Any rules defined in the global policy will conflict with the restrictive policy and will cause a policy installation failure.
However, it is possible to prevent the installation failure by using a custom restrictive policy that will be excluded from the global policy assignment manually. To do so, follow these steps:
- If you have yet to create a global policy, create one in the global domain:
- Connect to the Smart Domain Management Server with SmartConsole.
- Select Global Domain.
- Create a Security Policy with the desired rules.
- Publish changes.
- Create a new restrictive policy in each domain:
- Reconnect to the Smart Domain Management Server with SmartConsole.
- For each domain:
- Create a restrictive policy. Since this policy is for internal purposes, the following rule is recommended: source: any, destination: any, action: drop
- Publish changes.
- In the MDS SmartConsole, exclude the restrictive policy created in step 2:
- Reconnect to the Smart Domain Management Server with SmartConsole.
- Select MDS.
- Open the Global Assignments view.
- Select Advanced under Access Control.
- Click on Assign Global Access Control Policy to all domain policies except:
- Select the restrictive policy object created in step 2.
- Set the newly created restrictive policy as the default restrictive policy:
- Connect to the Smart Domain Management Server via SSH.
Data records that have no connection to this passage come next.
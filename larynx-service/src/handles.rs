//! Ephemeral resource handles.
//!
//! Fetched images, the report document and the assembled output are handed
//! to the front end as URLs under `/api/blobs/{id}`. The bytes live in a
//! process-wide [`BlobStore`]; each session owns a [`HandleTracker`] that
//! keeps at most one live handle per [`ResourceClass`] and revokes the old
//! blob whenever a new one is installed.

use std::collections::HashMap;
use std::sync::Arc;

use bytes::Bytes;
use dashmap::DashMap;
use serde::Serialize;
use strum::{Display, EnumIter, IntoEnumIterator};
use tracing::debug;
use uuid::Uuid;

/// The kinds of resource a session can hold a handle for
#[derive(Debug, Clone, Copy, PartialEq, Eq, Hash, Display, EnumIter, Serialize)]
#[serde(rename_all = "snake_case")]
#[strum(serialize_all = "snake_case")]
pub enum ResourceClass {
    RawImage,
    SummaryImage,
    ReportDocument,
    AssembledReport,
}

impl ResourceClass {
    /// Content type assumed when the server does not declare one.
    pub fn default_content_type(&self) -> &'static str {
        match self {
            ResourceClass::RawImage => "image/bmp",
            ResourceClass::SummaryImage => "image/png",
            ResourceClass::ReportDocument | ResourceClass::AssembledReport => "application/pdf",
        }
    }
}

/// Stored bytes behind a handle
#[derive(Debug, Clone)]
pub struct Blob {
    pub content_type: String,
    pub data: Bytes,
}

/// Process-wide store of live blobs, addressed by handle id
#[derive(Debug, Clone, Default)]
pub struct BlobStore {
    blobs: Arc<DashMap<Uuid, Blob>>,
}

impl BlobStore {
    pub fn new() -> Self {
        Self::default()
    }

    fn insert(&self, blob: Blob) -> Uuid {
        let id = Uuid::new_v4();
        self.blobs.insert(id, blob);
        id
    }

    fn remove(&self, id: &Uuid) -> bool {
        self.blobs.remove(id).is_some()
    }

    pub fn get(&self, id: &Uuid) -> Option<Blob> {
        self.blobs.get(id).map(|blob| blob.clone())
    }

    pub fn len(&self) -> usize {
        self.blobs.len()
    }

    #[cfg(test)]
    pub fn is_empty(&self) -> bool {
        self.blobs.is_empty()
    }
}

/// A live, externally addressable handle
#[derive(Debug, Clone, Serialize)]
pub struct Handle {
    pub id: Uuid,
    pub class: ResourceClass,
    pub content_type: String,
    pub size: usize,
}

impl Handle {
    pub fn url(&self) -> String {
        format!("/api/blobs/{}", self.id)
    }
}

/// Per-session owner of at most one handle per resource class
#[derive(Debug)]
pub struct HandleTracker {
    store: BlobStore,
    held: HashMap<ResourceClass, Handle>,
}

impl HandleTracker {
    pub fn new(store: BlobStore) -> Self {
        Self {
            store,
            held: HashMap::new(),
        }
    }

    /// Install a new handle for `class`, revoking the previous one first.
    pub fn install(&mut self, class: ResourceClass, content_type: String, data: Bytes) -> Handle {
        self.release(class);

        let size = data.len();
        let id = self.store.insert(Blob {
            content_type: content_type.clone(),
            data,
        });
        let handle = Handle {
            id,
            class,
            content_type,
            size,
        };
        debug!(
            class = %class,
            handle_id = %id,
            size,
            live = self.store.len(),
            "Installed resource handle"
        );
        self.held.insert(class, handle.clone());
        handle
    }

    /// Revoke the handle held for `class`, if any.
    pub fn release(&mut self, class: ResourceClass) {
        if let Some(previous) = self.held.remove(&class) {
            self.store.remove(&previous.id);
            debug!(class = %class, handle_id = %previous.id, "Released resource handle");
        }
    }

    /// Revoke every held handle.
    pub fn release_all(&mut self) {
        for class in ResourceClass::iter() {
            self.release(class);
        }
    }

    pub fn get(&self, class: ResourceClass) -> Option<&Handle> {
        self.held.get(&class)
    }

    /// Bytes behind the handle held for `class`.
    pub fn data(&self, class: ResourceClass) -> Option<Bytes> {
        let handle = self.held.get(&class)?;
        self.store.get(&handle.id).map(|blob| blob.data)
    }
}

impl Drop for HandleTracker {
    fn drop(&mut self) {
        self.release_all();
    }
}
//! Summary view markup.
//!
//! The summary view is what the front end shows once a result is displayed:
//! exam metadata, the fetched images, the analysis table and an embedded
//! preview frame for the report document. The same markup is captured as
//! page 1 of the assembled report.

use std::fmt::Write as _;
use std::sync::LazyLock;

use base64::Engine;
use bytes::Bytes;
use html_escape::{encode_double_quoted_attribute, encode_text};
use regex::Regex;

use crate::analysis::AnalysisResult;
use crate::service::ExamMetadata;

/// Text shown in place of embedded frames when the view is captured.
pub const FRAME_PLACEHOLDER: &str = "[Report document preview omitted; see the following pages]";

static FRAME_PATTERN: LazyLock<Regex> = LazyLock::new(|| {
    Regex::new(r"(?is)<iframe\b[^>]*?/>|<iframe\b[^>]*>.*?</iframe\s*>|<iframe\b[^>]*>")
        .expect("frame pattern is valid")
});

/// An image embedded in the view as a data URI
#[derive(Debug, Clone)]
pub struct InlineImage {
    pub content_type: String,
    pub data: Bytes,
}

impl InlineImage {
    fn data_uri(&self) -> String {
        format!(
            "data:{};base64,{}",
            self.content_type,
            base64::engine::general_purpose::STANDARD.encode(&self.data)
        )
    }
}

/// Everything the summary view displays for one shown result
#[derive(Debug, Clone)]
pub struct SummaryView {
    pub metadata: ExamMetadata,
    pub model: String,
    pub image_label: String,
    pub analysis: Option<AnalysisResult>,
    pub raw_image: Option<InlineImage>,
    pub summary_image: Option<InlineImage>,
    /// Source of the report preview frame, when a report document is held.
    pub report_frame_src: Option<String>,
}

impl SummaryView {
    /// Render the live view as a standalone HTML document.
    pub fn render_html(&self) -> String {
        let mut html = String::with_capacity(4096);
        html.push_str(
            "<!DOCTYPE html>\n<html lang=\"en\">\n<head>\n<meta charset=\"utf-8\">\n\
             <title>Laryngeal image summary</title>\n<style>\n",
        );
        html.push_str(STYLE);
        html.push_str("</style>\n</head>\n<body>\n<main id=\"summary\">\n");
        html.push_str("<h1>Laryngeal image summary</h1>\n");

        self.render_metadata(&mut html);
        self.render_images(&mut html);
        self.render_analysis(&mut html);

        if let Some(src) = &self.report_frame_src {
            let _ = write!(
                html,
                "<section class=\"report\">\n<h2>Report document</h2>\n\
                 <iframe src=\"{}\" title=\"Report document\"></iframe>\n</section>\n",
                encode_double_quoted_attribute(src)
            );
        }

        html.push_str("</main>\n</body>\n</html>\n");
        html
    }

    /// Markup ready for rasterization: embedded frames replaced with text.
    pub fn render_snapshot_html(&self) -> String {
        prepare_for_snapshot(&self.render_html())
    }

    fn render_metadata(&self, html: &mut String) {
        let meta = &self.metadata;
        let rows = [
            ("Patient ID", meta.patient_id.as_str()),
            ("Patient name", meta.patient_name.as_str()),
            ("Sex", meta.patient_sex.as_str()),
            ("Age", meta.patient_age.as_str()),
            ("Exam date", meta.exam_date.as_str()),
            ("Model", self.model.as_str()),
            ("Image", self.image_label.as_str()),
        ];

        html.push_str("<section class=\"meta\">\n<table>\n");
        for (label, value) in rows {
            let _ = writeln!(
                html,
                "<tr><th>{}</th><td>{}</td></tr>",
                label,
                encode_text(value)
            );
        }
        html.push_str("</table>\n</section>\n");
    }

    fn render_images(&self, html: &mut String) {
        html.push_str("<section class=\"images\">\n");
        for (caption, image) in [
            ("Original image", &self.raw_image),
            ("Summary image", &self.summary_image),
        ] {
            html.push_str("<figure>\n");
            match image {
                Some(image) => {
                    let _ = writeln!(
                        html,
                        "<img src=\"{}\" alt=\"{}\">",
                        image.data_uri(),
                        caption
                    );
                }
                None => {
                    html.push_str("<p class=\"missing\">Not available</p>\n");
                }
            }
            let _ = writeln!(html, "<figcaption>{}</figcaption>\n</figure>", caption);
        }
        html.push_str("</section>\n");
    }

    fn render_analysis(&self, html: &mut String) {
        let Some(analysis) = &self.analysis else {
            return;
        };
        let _ = writeln!(
            html,
            "<section class=\"analysis\">\n<h2>Analysis ({})</h2>\n<table>",
            encode_text(&analysis.model)
        );
        for (name, value) in &analysis.parameters {
            let _ = writeln!(
                html,
                "<tr><th>{}</th><td>{}</td></tr>",
                encode_text(name),
                value
            );
        }
        html.push_str("</table>\n</section>\n");
    }
}

/// Replace every `<iframe>` element with a textual placeholder.
///
/// Embedded frames cannot be captured reliably by a page screenshot.
pub fn prepare_for_snapshot(html: &str) -> String {
    let placeholder = format!(
        "<div class=\"frame-placeholder\">{}</div>",
        encode_text(FRAME_PLACEHOLDER)
    );
    FRAME_PATTERN
        .replace_all(html, placeholder.as_str())
        .into_owned()
}

const STYLE: &str = "\
body { font-family: sans-serif; margin: 24px; color: #222; background: #fff; }
h1 { font-size: 22px; margin: 0 0 16px; }
h2 { font-size: 16px; margin: 16px 0 8px; }
table { border-collapse: collapse; }
th, td { text-align: left; padding: 4px 12px 4px 0; font-size: 13px; }
.images { display: flex; gap: 16px; }
figure { margin: 0; flex: 1; }
figure img { max-width: 100%; }
figcaption { font-size: 12px; color: #555; }
.missing, .frame-placeholder { padding: 24px; border: 1px dashed #999; color: #555; }
iframe { width: 100%; height: 480px; border: 1px solid #ccc; }
";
- For each domain, set the name of the restrictive policy package created in step 2 as the default restrictive policy. This can be achieved with the following command:
autoprov-cfg set template -tn <CONFIGURATION-TEMPLATE-NAME> -rp <RESTRICTIVE-POLICY-PACKAGE-NAME>
Replace <CONFIGURATION-TEMPLATE-NAME> with the name of the relevant configuration template and <RESTRICTIVE-POLICY-PACKAGE-NAME> with the name of the restrictive policy package created in step 2.